The London Marathon is a major event on the athletic calendar and one of the most renowned international marathons in the world.  The annual event is broadcast across the globe, with enormous economic, social and cultural significance for London.

Thinking back to your prelim lectures and readings on cultural geography, you will have encountered the way in which landscapes have sometimes been understood as visual representations, rich in signs of cultural meaning and power.  For many of the ‘new’ cultural geographers, these signs – flags, architecture, statues and buildings associated with key institutions such as military or monarchy – constitute texts encoded with purpose and meaning.  As Daniels (1993) notes in Fields of Vision: landscape imagery and national identity: “Landscapes, whether focusing on single monuments or framing stretches of scenery, provide visible shape; they picture the nation” (page 5).

The show that London put on yesterday could be understood as a (re)presentation to the rest of the world, and conveyed by the media.  The London Marathon provides a means through which people come to see and to know the culture of London.  For us, the marathon offers an opportunity to examine the production of key cultural geographies.  What features might you examine?

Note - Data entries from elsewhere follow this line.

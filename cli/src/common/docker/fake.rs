//! In-memory `EngineApi` for tests.
//!
//! Each operation is a closure that can be replaced per test; unset ones
//! return empty results. Every call is recorded as `"<op> <args>"` so tests
//! can assert on what reached the engine.
//!
use super::api::{EngineApi, Filters, LogBody, LogsRequest};
use crate::core::error::Result;
use async_trait::async_trait;
use bollard::models::{
    ContainerSummary, ImageSummary, Network, SystemDataUsageResponse, SystemInfo, Volume,
};
use bollard::system::Version;
use futures_util::StreamExt;
use std::collections::HashMap;
use std::sync::atomic::{AtomicBool, Ordering};
use std::sync::Mutex;

type Op<A, T> = Box<dyn Fn(A) -> Result<T> + Send + Sync>;

#[derive(Default)]
pub struct FakeEngine {
    list_containers: Option<Op<(bool, Filters), Vec<ContainerSummary>>>,
    list_images: Option<Op<(bool, Filters), Vec<ImageSummary>>>,
    list_volumes: Option<Op<Filters, Vec<Volume>>>,
    list_networks: Option<Op<(), Vec<Network>>>,
    disk_usage: Option<Op<(), SystemDataUsageResponse>>,
    /// `(op, target, force)` for every removal.
    remove: Option<Op<(&'static str, String, bool), ()>>,
    /// `(op, filters)` for every prune; build-cache prune passes `all` as a filter.
    prune: Option<Op<(&'static str, Filters), u64>>,
    logs: Option<Box<dyn Fn(&str, &LogsRequest) -> LogBody + Send + Sync>>,
    calls: Mutex<Vec<String>>,
    closed: AtomicBool,
}

impl FakeEngine {
    pub fn new() -> Self {
        Self::default()
    }

    pub fn with_containers(mut self, containers: Vec<ContainerSummary>) -> Self {
        self.list_containers = Some(Box::new(move |_| Ok(containers.clone())));
        self
    }

    pub fn with_images(mut self, images: Vec<ImageSummary>) -> Self {
        self.list_images = Some(Box::new(move |_| Ok(images.clone())));
        self
    }

    pub fn with_volumes(mut self, volumes: Vec<Volume>) -> Self {
        self.list_volumes = Some(Box::new(move |_| Ok(volumes.clone())));
        self
    }

    pub fn with_networks(mut self, networks: Vec<Network>) -> Self {
        self.list_networks = Some(Box::new(move |_| Ok(networks.clone())));
        self
    }

    pub fn on_list_networks(
        mut self,
        op: impl Fn(()) -> Result<Vec<Network>> + Send + Sync + 'static,
    ) -> Self {
        self.list_networks = Some(Box::new(op));
        self
    }

    pub fn with_disk_usage(mut self, usage: SystemDataUsageResponse) -> Self {
        self.disk_usage = Some(Box::new(move |_| Ok(usage.clone())));
        self
    }

    pub fn on_remove(
        mut self,
        op: impl Fn((&'static str, String, bool)) -> Result<()> + Send + Sync + 'static,
    ) -> Self {
        self.remove = Some(Box::new(op));
        self
    }

    pub fn on_prune(
        mut self,
        op: impl Fn((&'static str, Filters)) -> Result<u64> + Send + Sync + 'static,
    ) -> Self {
        self.prune = Some(Box::new(op));
        self
    }

    pub fn on_logs(
        mut self,
        op: impl Fn(&str, &LogsRequest) -> LogBody + Send + Sync + 'static,
    ) -> Self {
        self.logs = Some(Box::new(op));
        self
    }

    /// Calls recorded so far, in order.
    pub fn calls(&self) -> Vec<String> {
        self.calls.lock().unwrap().clone()
    }

    /// True if any recorded call starts with `prefix`.
    pub fn called(&self, prefix: &str) -> bool {
        self.calls().iter().any(|c| c.starts_with(prefix))
    }

    pub fn is_closed(&self) -> bool {
        self.closed.load(Ordering::Acquire)
    }

    fn record(&self, call: String) {
        self.calls.lock().unwrap().push(call);
    }

    fn remove_op(&self, op: &'static str, target: &str, force: bool) -> Result<()> {
        self.record(format!("{} {} force={}", op, target, force));
        match &self.remove {
            Some(handler) => handler((op, target.to_string(), force)),
            None => Ok(()),
        }
    }

    fn prune_op(&self, op: &'static str, filters: Filters) -> Result<u64> {
        self.record(format!("{} {:?}", op, sorted(&filters)));
        match &self.prune {
            Some(handler) => handler((op, filters)),
            None => Ok(0),
        }
    }

    fn action_op(&self, op: &'static str, id: &str) -> Result<()> {
        self.record(format!("{} {}", op, id));
        Ok(())
    }
}

fn sorted(filters: &Filters) -> Vec<(String, Vec<String>)> {
    let mut pairs: Vec<_> = filters.clone().into_iter().collect();
    pairs.sort();
    pairs
}

#[async_trait]
impl EngineApi for FakeEngine {
    async fn ping(&self) -> Result<()> {
        self.record("ping".into());
        Ok(())
    }

    async fn version(&self) -> Result<Version> {
        self.record("version".into());
        Ok(Version {
            version: Some("27.3.1".into()),
            api_version: Some("1.47".into()),
            os: Some("linux".into()),
            arch: Some("amd64".into()),
            ..Default::default()
        })
    }

    async fn info(&self) -> Result<SystemInfo> {
        self.record("info".into());
        Ok(SystemInfo {
            containers: Some(3),
            containers_running: Some(1),
            images: Some(5),
            ..Default::default()
        })
    }

    async fn list_containers(&self, all: bool, filters: Filters) -> Result<Vec<ContainerSummary>> {
        self.record(format!("list_containers all={} {:?}", all, sorted(&filters)));
        match &self.list_containers {
            Some(handler) => handler((all, filters)),
            None => Ok(Vec::new()),
        }
    }

    async fn list_images(&self, all: bool, filters: Filters) -> Result<Vec<ImageSummary>> {
        self.record(format!("list_images all={} {:?}", all, sorted(&filters)));
        match &self.list_images {
            Some(handler) => handler((all, filters)),
            None => Ok(Vec::new()),
        }
    }

    async fn list_volumes(&self, filters: Filters) -> Result<Vec<Volume>> {
        self.record(format!("list_volumes {:?}", sorted(&filters)));
        match &self.list_volumes {
            Some(handler) => handler(filters),
            None => Ok(Vec::new()),
        }
    }

    async fn list_networks(&self) -> Result<Vec<Network>> {
        self.record("list_networks".into());
        match &self.list_networks {
            Some(handler) => handler(()),
            None => Ok(Vec::new()),
        }
    }

    async fn disk_usage(&self) -> Result<SystemDataUsageResponse> {
        self.record("disk_usage".into());
        match &self.disk_usage {
            Some(handler) => handler(()),
            None => Ok(SystemDataUsageResponse::default()),
        }
    }

    async fn remove_container(&self, id: &str, force: bool) -> Result<()> {
        self.remove_op("remove_container", id, force)
    }

    async fn remove_image(&self, id: &str, force: bool) -> Result<()> {
        self.remove_op("remove_image", id, force)
    }

    async fn remove_volume(&self, name: &str, force: bool) -> Result<()> {
        self.remove_op("remove_volume", name, force)
    }

    async fn remove_network(&self, id: &str) -> Result<()> {
        self.remove_op("remove_network", id, false)
    }

    async fn prune_containers(&self, filters: Filters) -> Result<u64> {
        self.prune_op("prune_containers", filters)
    }

    async fn prune_images(&self, filters: Filters) -> Result<u64> {
        self.prune_op("prune_images", filters)
    }

    async fn prune_volumes(&self, filters: Filters) -> Result<u64> {
        self.prune_op("prune_volumes", filters)
    }

    async fn prune_networks(&self, filters: Filters) -> Result<()> {
        self.prune_op("prune_networks", filters).map(|_| ())
    }

    async fn prune_build_cache(&self, all: bool) -> Result<u64> {
        let mut filters = HashMap::new();
        filters.insert("all".to_string(), vec![all.to_string()]);
        self.prune_op("prune_build_cache", filters)
    }

    async fn start_container(&self, id: &str) -> Result<()> {
        self.action_op("start_container", id)
    }

    async fn stop_container(&self, id: &str) -> Result<()> {
        self.action_op("stop_container", id)
    }

    async fn restart_container(&self, id: &str) -> Result<()> {
        self.action_op("restart_container", id)
    }

    fn container_logs(&self, id: &str, request: LogsRequest) -> LogBody {
        self.record(format!(
            "container_logs {} follow={} tail={}",
            id, request.follow, request.tail
        ));
        match &self.logs {
            Some(handler) => handler(id, &request),
            None => futures_util::stream::empty().boxed(),
        }
    }

    fn close(&self) {
        self.closed.store(true, Ordering::Release);
    }
}

/// Sample records in the engine's own shapes.
pub mod samples {
    use bollard::models::{
        BuildCache, ContainerSummary, ContainerSummaryNetworkSettings, EndpointSettings,
        ImageSummary, MountPoint, MountPointTypeEnum, Network, NetworkContainer, Volume,
    };
    use std::collections::HashMap;

    pub fn container(id: &str, name: &str, state: &str) -> ContainerSummary {
        ContainerSummary {
            id: Some(id.to_string()),
            names: Some(vec![format!("/{}", name)]),
            image: Some("app:v1".to_string()),
            image_id: Some("sha256:img1".to_string()),
            created: Some(1_700_000_000),
            state: Some(state.to_string()),
            status: Some(format!("{} (sample)", state)),
            ..Default::default()
        }
    }

    pub fn sized_container(id: &str, state: &str, size_rw: i64) -> ContainerSummary {
        ContainerSummary {
            size_rw: Some(size_rw),
            ..container(id, id, state)
        }
    }

    pub fn container_with_volume(id: &str, volume: &str) -> ContainerSummary {
        ContainerSummary {
            mounts: Some(vec![MountPoint {
                typ: Some(MountPointTypeEnum::VOLUME),
                name: Some(volume.to_string()),
                ..Default::default()
            }]),
            ..container(id, id, "running")
        }
    }

    /// A running container attached to `network`. An empty `network_id`
    /// leaves the endpoint's network id unset.
    pub fn container_on_network(id: &str, network: &str, network_id: &str) -> ContainerSummary {
        let endpoint = EndpointSettings {
            network_id: (!network_id.is_empty()).then(|| network_id.to_string()),
            ..Default::default()
        };
        ContainerSummary {
            network_settings: Some(ContainerSummaryNetworkSettings {
                networks: Some(HashMap::from([(network.to_string(), endpoint)])),
            }),
            ..container(id, id, "running")
        }
    }

    pub fn image(id: &str, tags: &[&str], size: i64, containers: i64) -> ImageSummary {
        ImageSummary {
            id: id.to_string(),
            repo_tags: tags.iter().map(|t| t.to_string()).collect(),
            created: 1_700_000_000,
            size,
            containers,
            ..Default::default()
        }
    }

    pub fn volume(name: &str) -> Volume {
        Volume {
            name: name.to_string(),
            driver: "local".to_string(),
            mountpoint: format!("/var/lib/docker/volumes/{}/_data", name),
            created_at: Some("2024-03-01T10:20:30Z".to_string()),
            ..Default::default()
        }
    }

    pub fn network(id: &str, name: &str, attached: usize) -> Network {
        let containers: HashMap<String, NetworkContainer> = (0..attached)
            .map(|i| (format!("c{}", i), NetworkContainer::default()))
            .collect();
        Network {
            id: Some(id.to_string()),
            name: Some(name.to_string()),
            driver: Some("bridge".to_string()),
            scope: Some("local".to_string()),
            internal: Some(false),
            containers: Some(containers),
            ..Default::default()
        }
    }

    pub fn cache(id: &str, size: i64, in_use: bool) -> BuildCache {
        BuildCache {
            id: Some(id.to_string()),
            size: Some(size),
            in_use: Some(in_use),
            ..Default::default()
        }
    }
}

To start with, there is the race route.  Runners jog 26 miles, 385 yards along some of London’s roads, across cobblestones, over bridges and past many cultural icons – the Cutty Sark, Sir Christopher Wren’s Old Royal Naval College, Tower Bridge, Buckingham Palace, St James’ Park and the Houses of Parliament.  These sites are showcased to the world via aerial views, carefully selected shots and commentators providing information about people and places along the route.  What is the narrative presented here?  Is there just one story or many overlapping histories?

We might also think about the runners themselves, for alongside elite athletes, many take part to raise money for charity.  The London Marathon is presented as a celebratory sporting festival through its street-party ambiance: roadside musicians, colourful bunting and runners in fancy dress.  Who or what do these people represent? You may think that a good balance is struck between fancy dress fun and courageous efforts of those who compete and complete despite illness, disability or injury.  These runners also showcase the nation, of which the London Marathon is a part, and this is particularly poignant as the competitors arrive in the Mall at the end of the race with Buckingham Palace in the background and an avenue of Union Flags lining their final metres.

By considering the London Marathon as a text in which cultural meanings are encoded; through which a cultural geography of London is constructed, we can consider Edward’s view that “London has put on a fantastic show” from an understanding of landscape as a way of seeing.

DANIELS, S. (1993) Fields of Vision: landscape imagery and national identity in England and the United States. Princeton University Press: Princeton.